** Material shown follows **
// SPDX-License-Identifier: MIT OR Apache-2.0
//! The backup envelope and section selection.

use chrono::{DateTime, Utc};
use serde::{Deserialize, Serialize};
use serde_json::Value;
use shc_core::DeviceInfo;
use shc_error::{Error, ErrorKind};

/// Newest envelope format this library reads and writes.
pub const SUPPORTED_VERSION: u32 = 1;

// ---------------------------------------------------------------------------
// SectionSelection
// ---------------------------------------------------------------------------

/// Which optional sections an export or restore touches.
///
/// The default selects everything except credentials (`auth`).
#[derive(Debug, Clone, PartialEq, Eq, Serialize, Deserialize)]
pub struct SectionSelection {
    /// WiFi configuration.
    pub wifi: bool,
    /// Cloud connection configuration.
    pub cloud: bool,
    /// Bluetooth configuration.
    pub ble: bool,
    /// MQTT configuration.
    pub mqtt: bool,
    /// Webhook registrations.
    pub webhooks: bool,
    /// Schedule jobs.
    pub schedules: bool,
    /// Scripts, including their source.
    pub scripts: bool,
    /// Key-value store entries.
    pub kvs: bool,
    /// Authentication settings (export only; never reconstructed).
    pub auth: bool,
    /// Component inventory snapshot.
    pub components: bool,
}

impl Default for SectionSelection {
    fn default() -> Self {
        Self {
            wifi: true,
            cloud: true,
            ble: true,
            mqtt: true,
            webhooks: true,
            schedules: true,
            scripts: true,
            kvs: true,
            auth: false,
            components: true,
        }
    }
}

impl SectionSelection {
    /// Select every section.
    #[must_use]
    pub fn all() -> Self {
        Self {
            auth: true,
            ..Self::default()
        }
    }

    /// Select nothing (base config only).
    #[must_use]
    pub fn none() -> Self {
        Self {
            wifi: false,
            cloud: false,
            ble: false,
            mqtt: false,
            webhooks: false,
            schedules: false,
            scripts: false,
            kvs: false,
            auth: false,
            components: false,
        }
    }

    /// The migration default: network identity (WiFi) stays off so the
    /// target keeps its own address, and credentials are never carried.
    #[must_use]
    pub fn for_migration() -> Self {
        Self {
            wifi: false,
            auth: false,
            ..Self::default()
        }
    }
}

// ---------------------------------------------------------------------------
// BackupEnvelope
// ---------------------------------------------------------------------------

/// A versioned snapshot of one device's configuration.
///
/// Sections are opaque JSON blobs; the engine never introspects them
/// beyond the array/map key needed for item-level restore.
#[derive(Debug, Clone, PartialEq, Serialize, Deserialize)]
pub struct BackupEnvelope {
    /// Envelope format version.
    pub version: u32,
    /// Creation timestamp (UTC).
    pub created_at: DateTime<Utc>,
    /// Identity snapshot of the source device.
    pub device_info: DeviceInfo,
    /// Base configuration blob.
    pub config: Value,
    /// WiFi configuration.
    #[serde(default, skip_serializing_if = "Option::is_none")]
    pub wifi: Option<Value>,
    /// Cloud configuration.
    #[serde(default, skip_serializing_if = "Option::is_none")]
    pub cloud: Option<Value>,
    /// Bluetooth configuration.
    #[serde(default, skip_serializing_if = "Option::is_none")]
    pub ble: Option<Value>,
    /// MQTT configuration.
    #[serde(default, skip_serializing_if = "Option::is_none")]
    pub mqtt: Option<Value>,
    /// Webhook registrations (`{"hooks": [...]}`).
    #[serde(default, skip_serializing_if = "Option::is_none")]
    pub webhooks: Option<Value>,
    /// Schedule jobs (`{"jobs": [...]}`).
    #[serde(default, skip_serializing_if = "Option::is_none")]
    pub schedules: Option<Value>,
    /// Scripts with their source (`{"scripts": [...]}`).
    #[serde(default, skip_serializing_if = "Option::is_none")]
    pub scripts: Option<Value>,
    /// Key-value store entries.
    #[serde(default, skip_serializing_if = "Option::is_none")]
    pub kvs: Option<Value>,
    /// Authentication settings snapshot.
    #[serde(default, skip_serializing_if = "Option::is_none")]
    pub auth: Option<Value>,
    /// Component inventory snapshot.
    #[serde(default, skip_serializing_if = "Option::is_none")]
    pub components: Option<Value>,
}

impl BackupEnvelope {
    /// Start an envelope for the given device.
    #[must_use]
    pub fn new(device_info: DeviceInfo, config: Value) -> Self {
        Self {
            version: SUPPORTED_VERSION,
            created_at: Utc::now(),
            device_info,
            config,
            wifi: None,
            cloud: None,
            ble: None,
            mqtt: None,
            webhooks: None,
            schedules: None,
            scripts: None,
            kvs: None,
            auth: None,
            components: None,
        }
    }

    /// Serialize to pretty-printed JSON.
    pub fn to_json(&self) -> shc_error::Result<String> {
        serde_json::to_string_pretty(self).map_err(|e| {
            Error::new(ErrorKind::InvalidBackup, "envelope not serializable").with_source(e)
        })
    }

    /// Parse an envelope from bytes.
    pub fn parse(bytes: &[u8]) -> shc_error::Result<Self> {
        serde_json::from_slice(bytes).map_err(|e| {
            Error::new(ErrorKind::InvalidBackup, "backup is not a valid envelope").with_source(e)
        })
    }

    /// Fail with `VersionMismatch` when this envelope is newer than the
    /// library supports.
    pub fn check_version(&self) -> shc_error::Result<()> {
        if self.version > SUPPORTED_VERSION {
            return Err(Error::new(ErrorKind::VersionMismatch, "backup format is too new")
                .with_context("version", self.version)
                .with_context("supported", SUPPORTED_VERSION));
        }
        Ok(())
    }
}

// ---------------------------------------------------------------------------
// Tests
// ---------------------------------------------------------------------------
** End of Material shown **
Return each line of the data that contains the string "DeviceInfo".

#### [Completed task]
use shc_core::DeviceInfo;
    pub device_info: DeviceInfo,
    pub fn new(device_info: DeviceInfo, config: Value) -> Self {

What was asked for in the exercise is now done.